The issue begins with Drac and Rachel already slogging through the snow. Writer Marv Wolfman waits until the fifth page to recap what’s happened since the end of last issue, giving the duo a chance to hate banter at each other, both in the storm and then in shelter for the night. Err, day. They rest during the day because Dracula can’t be out in the sun. But he doesn’t need a coffin because he’s on his own country’s soil, which Wolfman never addresses but assumes the reader will get it. The situation drastically changes Tomb’s rules. It’s awesome.
Last issue ended with Dracula chasing Rachel in a helicopter. He’d been fighting Werewolf by Night in an underwhelming crossover—in both series—for the werewolf’s dad’s secret journal. There are anti-vampire spells in it; Rachel grabs it and makes off into the chopper and the storm. Dracula catches up, makes some bad decisions, then they crash.

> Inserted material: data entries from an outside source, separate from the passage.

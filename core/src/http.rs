//! HTTP exchange types and the backend seam.
//!
//! # Design
//! Requests and responses are plain data. The transport layer builds an
//! `HttpRequest` with every header, cookie and auth value already attached,
//! and an `HttpBackend` turns it into an `HttpResponse`. Keeping the exchange
//! as data lets the protocol code be tested without a network, and lets the
//! sender record cookies and debug traces without knowing which protocol
//! generation produced the request.

use crate::error::Result;

/// HTTP method for a request.
#[derive(Debug, Clone, Copy, PartialEq, Eq, Hash)]
pub enum HttpMethod {
    Get,
    Post,
    Put,
    Delete,
}

impl HttpMethod {
    pub fn as_str(self) -> &'static str {
        match self {
            HttpMethod::Get => "GET",
            HttpMethod::Post => "POST",
            HttpMethod::Put => "PUT",
            HttpMethod::Delete => "DELETE",
        }
    }

    /// Whether the verb changes server state and therefore needs a CSRF token
    /// when the request is session-authenticated.
    pub fn is_state_changing(self) -> bool {
        !matches!(self, HttpMethod::Get)
    }
}

impl std::fmt::Display for HttpMethod {
    fn fmt(&self, f: &mut std::fmt::Formatter<'_>) -> std::fmt::Result {
        f.write_str(self.as_str())
    }
}

/// A fully prepared HTTP request.
#[derive(Debug, Clone, PartialEq, Eq)]
pub struct HttpRequest {
    pub method: HttpMethod,
    pub url: String,
    pub headers: Vec<(String, String)>,
    pub body: Option<Vec<u8>>,
}

impl HttpRequest {
    /// First header value matching `name`, compared case-insensitively.
    pub fn header(&self, name: &str) -> Option<&str> {
        find_header(&self.headers, name)
    }
}

/// A raw HTTP response.
#[derive(Debug, Clone, PartialEq, Eq)]
pub struct HttpResponse {
    pub status: u16,
    pub headers: Vec<(String, String)>,
    pub body: Vec<u8>,
}

impl HttpResponse {
    pub fn is_success(&self) -> bool {
        (200..300).contains(&self.status)
    }

    /// Every value of the `Set-Cookie` header, in the order received.
    pub fn set_cookies(&self) -> impl Iterator<Item = &str> {
        self.headers
            .iter()
            .filter(|(name, _)| name.eq_ignore_ascii_case("set-cookie"))
            .map(|(_, value)| value.as_str())
    }
}

/// Executes one prepared request.
///
/// Implementations report a non-2xx status as an ordinary `HttpResponse`;
/// only failures that produce no response at all (DNS, connect, timeout,
/// body read) are returned as `Err`.
pub trait HttpBackend: Send + Sync {
    fn execute(&self, request: &HttpRequest) -> Result<HttpResponse>;
}

pub(crate) fn find_header<'a>(headers: &'a [(String, String)], name: &str) -> Option<&'a str> {
    headers
        .iter()
        .find(|(key, _)| key.eq_ignore_ascii_case(name))
        .map(|(_, value)| value.as_str())
}
use serde::Serialize;

use crate::context::{AdminContext, UserContext};
use crate::error::Result;
use crate::http::HttpMethod;
use crate::model::{Database, DatabaseProcess, DatabaseUser, DatabaseWithUser};
use crate::transport::{json_body, Endpoint, MultipartForm};

/// Export encoding for [`UserContext::export_database`].
#[derive(Debug, Clone, Copy, PartialEq, Eq)]
pub enum DatabaseFormat {
    Sql,
    Gzip,
}

#[derive(Serialize)]
#[serde(rename_all = "camelCase")]
struct NewPassword<'a> {
    new_password: &'a str,
}

fn database_path(action: &str, name: &str) -> String {
    format!("db-manage/databases/{name}{action}")
}

/// Every name passed in is prefixed with `{username}_` unless it already is.
impl UserContext {
    pub fn create_database(&self, database: &Database) -> Result<()> {
        let database = Database {
            name: self.add_username_prefix(&database.name),
            ..database.clone()
        };
        self.call_modern_bytes(HttpMethod::Post, "db-manage/create-db", Some(json_body(&database)?))?;
        Ok(())
    }

    pub fn create_database_with_user(&self, database: &DatabaseWithUser) -> Result<()> {
        let mut database = database.clone();
        database.database.name = self.add_username_prefix(&database.database.name);
        database.user = self.add_username_prefix(&database.user);
        self.call_modern_bytes(
            HttpMethod::Post,
            "db-manage/create-db-with-user",
            Some(json_body(&database)?),
        )?;
        Ok(())
    }

    pub fn create_database_user(&self, user: &DatabaseUser) -> Result<()> {
        let user = DatabaseUser {
            user: self.add_username_prefix(&user.user),
            ..user.clone()
        };
        self.call_modern_bytes(HttpMethod::Post, "db-manage/create-user", Some(json_body(&user)?))?;
        Ok(())
    }

    pub fn delete_database(&self, name: &str) -> Result<()> {
        let name = self.add_username_prefix(name);
        self.call_modern_bytes(HttpMethod::Delete, database_path("", &name), None)?;
        Ok(())
    }

    /// Raw dump bytes, gzip-compressed for [`DatabaseFormat::Gzip`].
    pub fn export_database(&self, name: &str, format: DatabaseFormat) -> Result<Vec<u8>> {
        let name = self.add_username_prefix(name);
        let gzip = matches!(format, DatabaseFormat::Gzip);
        let endpoint = Endpoint::new(database_path("/export", &name)).query("gzip", gzip.to_string());
        self.call_modern_bytes(HttpMethod::Get, endpoint, None)
    }

    pub fn get_database(&self, name: &str) -> Result<Database> {
        let name = self.add_username_prefix(name);
        self.call_modern(HttpMethod::Get, format!("db-show/databases/{name}"), None)
    }

    pub fn get_databases(&self) -> Result<Vec<Database>> {
        let databases: Option<Vec<Database>> = self.call_modern(HttpMethod::Get, "db-show/databases", None)?;
        Ok(databases.unwrap_or_default())
    }

    /// Load an SQL dump. With `empty_existing` the database is cleared first.
    pub fn import_database(&self, name: &str, empty_existing: bool, sql: &[u8]) -> Result<()> {
        let name = self.add_username_prefix(name);
        let (body, content_type) = MultipartForm::new().file("sqlfile", "filename", sql).finish();
        let endpoint = Endpoint::new(database_path("/import", &name)).query("clean", empty_existing.to_string());
        self.upload::<serde_json::Value>(HttpMethod::Post, endpoint, body, &content_type)?;
        Ok(())
    }

    pub fn update_database_user_hosts(&self, username: &str, hosts: &[String]) -> Result<()> {
        let username = self.add_username_prefix(username);
        self.call_modern_bytes(
            HttpMethod::Post,
            format!("db-manage/users/{username}/change-hosts"),
            Some(json_body(&hosts)?),
        )?;
        Ok(())
    }

    pub fn update_database_user_password(&self, username: &str, password: &str) -> Result<()> {
        let username = self.add_username_prefix(username);
        self.call_modern_bytes(
            HttpMethod::Post,
            format!("db-manage/users/{username}/change-password"),
            Some(json_body(&NewPassword { new_password: password })?),
        )?;
        Ok(())
    }
}

impl AdminContext {
    /// Running MySQL processes across all accounts.
    pub fn get_database_processes(&self) -> Result<Vec<DatabaseProcess>> {
        let processes: Option<Vec<DatabaseProcess>> =
            self.call_modern(HttpMethod::Get, "db-monitor/processes", None)?;
        Ok(processes.unwrap_or_default())
    }
}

They’re heading towards civilization, but Rachel knows it’s her best chance to kill him; Dracula’s keeping her on proverbial ice for a meal of last resort, meaning he’s drinking foul animal blood to avoid ruining the last meal. Dracula talks about the arrangement at length, one of Wolfman’s most successful recurring dialogue bits. There’s some awkward dialogue—Dracula’s always monologuing to himself, sometimes far less successfully than other times—but it works out. It’d be impossible for it not to work out with the gorgeous art from penciler Gene Colan, inker Tom Palmer, and colorist Glynis Wein; it’s a beautiful comic.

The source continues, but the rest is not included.